- **Task brief**
When the word "timeout" appears in a line of the data below, list that line.
= = =
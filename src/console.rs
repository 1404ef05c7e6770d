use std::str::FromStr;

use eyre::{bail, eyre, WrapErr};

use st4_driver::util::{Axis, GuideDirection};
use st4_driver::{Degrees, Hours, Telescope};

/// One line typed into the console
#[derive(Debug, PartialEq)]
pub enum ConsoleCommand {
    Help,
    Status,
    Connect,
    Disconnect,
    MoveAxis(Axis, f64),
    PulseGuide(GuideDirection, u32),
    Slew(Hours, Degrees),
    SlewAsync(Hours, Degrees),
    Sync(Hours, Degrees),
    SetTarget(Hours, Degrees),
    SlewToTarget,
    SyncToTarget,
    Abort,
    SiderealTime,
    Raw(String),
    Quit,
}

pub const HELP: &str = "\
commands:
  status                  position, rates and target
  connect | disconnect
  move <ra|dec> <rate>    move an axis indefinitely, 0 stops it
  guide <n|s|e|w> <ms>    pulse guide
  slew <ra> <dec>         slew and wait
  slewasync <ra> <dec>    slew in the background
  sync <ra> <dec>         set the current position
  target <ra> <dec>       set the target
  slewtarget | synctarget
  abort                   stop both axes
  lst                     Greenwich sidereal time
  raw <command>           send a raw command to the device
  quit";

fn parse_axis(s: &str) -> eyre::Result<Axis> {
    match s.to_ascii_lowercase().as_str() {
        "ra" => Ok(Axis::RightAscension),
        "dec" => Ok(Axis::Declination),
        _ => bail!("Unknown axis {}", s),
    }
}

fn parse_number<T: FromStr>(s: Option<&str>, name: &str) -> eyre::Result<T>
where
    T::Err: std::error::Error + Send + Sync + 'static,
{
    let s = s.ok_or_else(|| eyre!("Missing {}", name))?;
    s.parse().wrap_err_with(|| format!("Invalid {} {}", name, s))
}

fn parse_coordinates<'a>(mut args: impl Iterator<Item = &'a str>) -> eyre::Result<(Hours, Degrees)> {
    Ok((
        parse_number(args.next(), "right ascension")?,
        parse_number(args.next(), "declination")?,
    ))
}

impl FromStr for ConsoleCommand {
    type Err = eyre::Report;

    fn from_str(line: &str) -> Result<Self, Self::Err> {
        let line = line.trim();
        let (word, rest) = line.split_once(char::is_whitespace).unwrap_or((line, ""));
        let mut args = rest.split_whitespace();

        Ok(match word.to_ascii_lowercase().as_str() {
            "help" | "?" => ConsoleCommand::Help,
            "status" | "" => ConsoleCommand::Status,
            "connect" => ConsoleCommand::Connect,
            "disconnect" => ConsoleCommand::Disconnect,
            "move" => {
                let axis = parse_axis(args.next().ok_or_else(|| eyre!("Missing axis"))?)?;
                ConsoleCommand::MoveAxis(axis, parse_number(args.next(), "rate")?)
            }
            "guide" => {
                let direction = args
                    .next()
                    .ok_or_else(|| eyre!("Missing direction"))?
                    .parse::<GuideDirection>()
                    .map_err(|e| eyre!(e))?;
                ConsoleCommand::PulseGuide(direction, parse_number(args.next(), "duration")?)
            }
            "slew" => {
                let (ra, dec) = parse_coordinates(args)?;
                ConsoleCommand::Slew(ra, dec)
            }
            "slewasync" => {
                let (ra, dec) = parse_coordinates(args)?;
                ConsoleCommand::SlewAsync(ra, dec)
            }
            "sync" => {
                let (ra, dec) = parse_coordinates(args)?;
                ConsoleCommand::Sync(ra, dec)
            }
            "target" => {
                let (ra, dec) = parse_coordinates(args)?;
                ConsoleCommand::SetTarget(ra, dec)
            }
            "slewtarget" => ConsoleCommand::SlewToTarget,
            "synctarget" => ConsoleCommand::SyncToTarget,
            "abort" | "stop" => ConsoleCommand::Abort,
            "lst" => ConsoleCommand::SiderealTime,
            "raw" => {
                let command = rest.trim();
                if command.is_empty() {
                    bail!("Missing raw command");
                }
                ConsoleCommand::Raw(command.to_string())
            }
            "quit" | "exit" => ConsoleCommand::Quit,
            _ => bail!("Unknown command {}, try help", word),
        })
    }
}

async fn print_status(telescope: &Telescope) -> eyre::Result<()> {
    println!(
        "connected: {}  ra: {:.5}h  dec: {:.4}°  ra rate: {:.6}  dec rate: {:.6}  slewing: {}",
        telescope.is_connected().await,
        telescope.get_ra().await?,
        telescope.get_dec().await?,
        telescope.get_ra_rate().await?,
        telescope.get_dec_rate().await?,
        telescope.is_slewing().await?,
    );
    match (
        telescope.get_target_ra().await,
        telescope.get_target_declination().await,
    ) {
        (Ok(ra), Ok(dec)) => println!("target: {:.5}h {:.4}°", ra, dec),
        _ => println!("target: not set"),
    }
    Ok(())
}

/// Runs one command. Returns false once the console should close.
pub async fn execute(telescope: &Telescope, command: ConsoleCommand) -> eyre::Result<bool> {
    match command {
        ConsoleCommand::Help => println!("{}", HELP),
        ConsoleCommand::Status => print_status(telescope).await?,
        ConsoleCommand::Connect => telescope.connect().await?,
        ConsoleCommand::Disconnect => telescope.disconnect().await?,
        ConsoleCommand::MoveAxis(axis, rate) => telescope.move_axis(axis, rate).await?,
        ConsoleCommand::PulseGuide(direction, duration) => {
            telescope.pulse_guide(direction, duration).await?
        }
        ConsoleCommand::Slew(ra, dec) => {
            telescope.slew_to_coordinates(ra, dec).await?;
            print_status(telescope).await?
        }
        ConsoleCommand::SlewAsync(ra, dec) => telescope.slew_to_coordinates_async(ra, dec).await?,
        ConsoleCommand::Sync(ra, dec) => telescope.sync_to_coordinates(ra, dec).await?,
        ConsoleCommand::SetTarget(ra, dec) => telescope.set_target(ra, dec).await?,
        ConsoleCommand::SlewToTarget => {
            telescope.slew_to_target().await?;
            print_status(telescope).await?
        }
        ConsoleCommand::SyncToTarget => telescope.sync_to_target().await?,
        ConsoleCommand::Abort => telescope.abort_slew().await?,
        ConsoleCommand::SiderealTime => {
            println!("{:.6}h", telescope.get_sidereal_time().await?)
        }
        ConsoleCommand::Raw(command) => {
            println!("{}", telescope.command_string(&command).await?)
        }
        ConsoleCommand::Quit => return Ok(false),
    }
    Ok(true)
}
= = =
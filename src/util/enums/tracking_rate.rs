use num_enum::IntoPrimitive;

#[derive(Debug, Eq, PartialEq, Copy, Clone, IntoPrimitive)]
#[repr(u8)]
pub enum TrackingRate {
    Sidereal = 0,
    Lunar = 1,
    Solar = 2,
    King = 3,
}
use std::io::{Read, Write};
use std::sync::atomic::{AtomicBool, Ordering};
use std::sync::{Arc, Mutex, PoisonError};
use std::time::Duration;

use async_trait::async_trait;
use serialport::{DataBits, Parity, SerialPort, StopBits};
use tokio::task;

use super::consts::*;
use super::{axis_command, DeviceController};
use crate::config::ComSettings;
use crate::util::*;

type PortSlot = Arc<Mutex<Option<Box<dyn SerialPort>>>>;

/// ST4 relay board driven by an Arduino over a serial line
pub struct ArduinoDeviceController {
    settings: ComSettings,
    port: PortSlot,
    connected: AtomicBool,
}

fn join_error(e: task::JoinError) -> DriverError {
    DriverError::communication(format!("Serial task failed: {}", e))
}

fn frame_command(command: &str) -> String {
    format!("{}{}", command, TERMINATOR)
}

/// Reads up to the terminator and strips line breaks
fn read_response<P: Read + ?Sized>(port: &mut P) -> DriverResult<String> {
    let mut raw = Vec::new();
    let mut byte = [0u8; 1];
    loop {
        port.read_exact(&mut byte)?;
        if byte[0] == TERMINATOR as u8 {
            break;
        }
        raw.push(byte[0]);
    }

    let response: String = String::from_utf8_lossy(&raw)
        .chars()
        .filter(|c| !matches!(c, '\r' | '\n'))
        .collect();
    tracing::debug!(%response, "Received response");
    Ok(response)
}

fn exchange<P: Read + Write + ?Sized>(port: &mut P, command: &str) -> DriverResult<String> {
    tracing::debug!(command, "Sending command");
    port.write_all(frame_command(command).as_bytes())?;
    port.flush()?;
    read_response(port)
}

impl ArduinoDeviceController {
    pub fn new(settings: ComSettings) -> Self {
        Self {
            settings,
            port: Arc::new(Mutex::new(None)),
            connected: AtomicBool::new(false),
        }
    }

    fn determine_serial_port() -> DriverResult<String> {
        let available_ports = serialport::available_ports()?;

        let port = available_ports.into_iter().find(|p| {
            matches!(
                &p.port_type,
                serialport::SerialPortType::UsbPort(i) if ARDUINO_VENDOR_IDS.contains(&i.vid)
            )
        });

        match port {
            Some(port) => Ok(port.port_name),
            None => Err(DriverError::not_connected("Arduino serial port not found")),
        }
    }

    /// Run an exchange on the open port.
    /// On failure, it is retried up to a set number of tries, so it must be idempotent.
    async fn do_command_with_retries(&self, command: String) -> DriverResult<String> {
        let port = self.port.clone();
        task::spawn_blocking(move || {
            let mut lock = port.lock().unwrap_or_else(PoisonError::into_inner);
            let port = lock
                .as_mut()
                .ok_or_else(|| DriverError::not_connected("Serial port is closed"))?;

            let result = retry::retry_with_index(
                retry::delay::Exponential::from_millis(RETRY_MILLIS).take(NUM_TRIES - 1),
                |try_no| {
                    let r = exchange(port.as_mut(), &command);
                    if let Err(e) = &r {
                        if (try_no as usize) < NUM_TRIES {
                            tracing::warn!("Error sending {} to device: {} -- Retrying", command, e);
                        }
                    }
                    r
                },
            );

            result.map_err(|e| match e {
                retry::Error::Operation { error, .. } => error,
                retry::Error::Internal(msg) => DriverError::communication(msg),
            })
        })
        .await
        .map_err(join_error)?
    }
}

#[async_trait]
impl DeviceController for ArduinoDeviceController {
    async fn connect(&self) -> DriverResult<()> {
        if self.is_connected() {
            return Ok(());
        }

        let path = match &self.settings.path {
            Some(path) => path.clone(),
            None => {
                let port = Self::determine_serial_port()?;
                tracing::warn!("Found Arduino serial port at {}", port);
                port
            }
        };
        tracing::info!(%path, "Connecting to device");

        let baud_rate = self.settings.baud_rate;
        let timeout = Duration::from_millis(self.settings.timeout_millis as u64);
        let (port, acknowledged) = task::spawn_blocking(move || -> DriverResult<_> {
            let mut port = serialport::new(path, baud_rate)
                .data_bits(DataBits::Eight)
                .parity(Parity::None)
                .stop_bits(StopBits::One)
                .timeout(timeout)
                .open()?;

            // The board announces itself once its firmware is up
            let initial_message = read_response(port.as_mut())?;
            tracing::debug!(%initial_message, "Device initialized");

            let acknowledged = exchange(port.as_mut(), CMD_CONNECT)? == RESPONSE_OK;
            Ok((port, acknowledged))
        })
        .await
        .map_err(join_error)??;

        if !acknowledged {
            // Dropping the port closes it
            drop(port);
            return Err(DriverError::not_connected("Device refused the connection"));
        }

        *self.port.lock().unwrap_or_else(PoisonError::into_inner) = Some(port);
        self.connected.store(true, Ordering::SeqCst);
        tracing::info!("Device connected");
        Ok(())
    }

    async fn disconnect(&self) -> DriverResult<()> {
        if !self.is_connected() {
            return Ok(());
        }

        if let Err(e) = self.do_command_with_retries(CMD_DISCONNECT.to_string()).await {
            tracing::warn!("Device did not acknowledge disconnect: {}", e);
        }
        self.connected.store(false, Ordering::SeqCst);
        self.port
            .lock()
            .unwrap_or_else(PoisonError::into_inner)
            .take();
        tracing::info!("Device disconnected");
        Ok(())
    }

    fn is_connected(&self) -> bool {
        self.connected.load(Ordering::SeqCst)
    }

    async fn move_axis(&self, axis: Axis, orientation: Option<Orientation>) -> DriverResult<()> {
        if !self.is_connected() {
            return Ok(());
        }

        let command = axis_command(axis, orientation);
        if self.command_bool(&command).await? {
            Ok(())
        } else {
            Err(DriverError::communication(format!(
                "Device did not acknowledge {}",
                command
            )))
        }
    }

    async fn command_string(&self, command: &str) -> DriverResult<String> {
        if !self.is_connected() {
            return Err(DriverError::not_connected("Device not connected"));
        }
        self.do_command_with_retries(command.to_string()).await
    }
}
= = =
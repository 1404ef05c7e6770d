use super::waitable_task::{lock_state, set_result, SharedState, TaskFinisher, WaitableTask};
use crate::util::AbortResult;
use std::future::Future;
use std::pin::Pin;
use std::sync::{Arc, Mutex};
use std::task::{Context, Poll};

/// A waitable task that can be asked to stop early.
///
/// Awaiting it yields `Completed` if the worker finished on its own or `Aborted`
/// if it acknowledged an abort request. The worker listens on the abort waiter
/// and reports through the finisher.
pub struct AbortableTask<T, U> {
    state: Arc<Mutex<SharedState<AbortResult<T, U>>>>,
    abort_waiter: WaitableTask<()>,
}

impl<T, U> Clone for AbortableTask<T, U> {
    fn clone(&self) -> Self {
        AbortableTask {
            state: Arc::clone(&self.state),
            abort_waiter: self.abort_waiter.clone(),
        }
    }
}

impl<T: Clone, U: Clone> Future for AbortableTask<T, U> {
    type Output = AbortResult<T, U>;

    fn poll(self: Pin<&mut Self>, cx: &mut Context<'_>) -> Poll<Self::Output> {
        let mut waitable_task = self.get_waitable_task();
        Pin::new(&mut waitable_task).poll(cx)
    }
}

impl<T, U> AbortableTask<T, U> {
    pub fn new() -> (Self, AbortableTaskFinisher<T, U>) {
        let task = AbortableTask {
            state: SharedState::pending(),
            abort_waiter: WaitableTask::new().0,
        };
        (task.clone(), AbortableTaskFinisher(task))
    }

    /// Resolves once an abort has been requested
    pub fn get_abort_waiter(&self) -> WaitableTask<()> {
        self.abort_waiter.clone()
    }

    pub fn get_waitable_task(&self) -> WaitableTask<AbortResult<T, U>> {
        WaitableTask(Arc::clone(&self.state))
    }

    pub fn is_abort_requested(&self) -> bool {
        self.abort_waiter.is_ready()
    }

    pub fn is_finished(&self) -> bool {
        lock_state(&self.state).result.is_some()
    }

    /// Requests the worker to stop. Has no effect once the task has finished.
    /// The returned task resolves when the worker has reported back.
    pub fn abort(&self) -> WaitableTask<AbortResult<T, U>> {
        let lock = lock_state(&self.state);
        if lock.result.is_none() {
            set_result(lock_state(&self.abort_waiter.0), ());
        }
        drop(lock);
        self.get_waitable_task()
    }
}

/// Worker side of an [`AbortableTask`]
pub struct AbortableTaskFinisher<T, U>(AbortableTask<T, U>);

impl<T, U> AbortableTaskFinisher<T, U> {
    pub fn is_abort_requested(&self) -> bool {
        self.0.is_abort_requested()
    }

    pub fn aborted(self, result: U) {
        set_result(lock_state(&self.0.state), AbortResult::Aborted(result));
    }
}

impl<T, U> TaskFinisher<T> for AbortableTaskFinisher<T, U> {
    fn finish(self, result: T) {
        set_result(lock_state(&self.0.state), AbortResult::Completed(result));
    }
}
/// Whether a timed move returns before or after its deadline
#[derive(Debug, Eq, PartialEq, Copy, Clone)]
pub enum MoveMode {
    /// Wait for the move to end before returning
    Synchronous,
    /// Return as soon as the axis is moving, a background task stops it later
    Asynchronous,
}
= = =
- **Answer for this exercise**
        let timeout = Duration::from_millis(self.settings.timeout_millis as u64);
                .timeout(timeout)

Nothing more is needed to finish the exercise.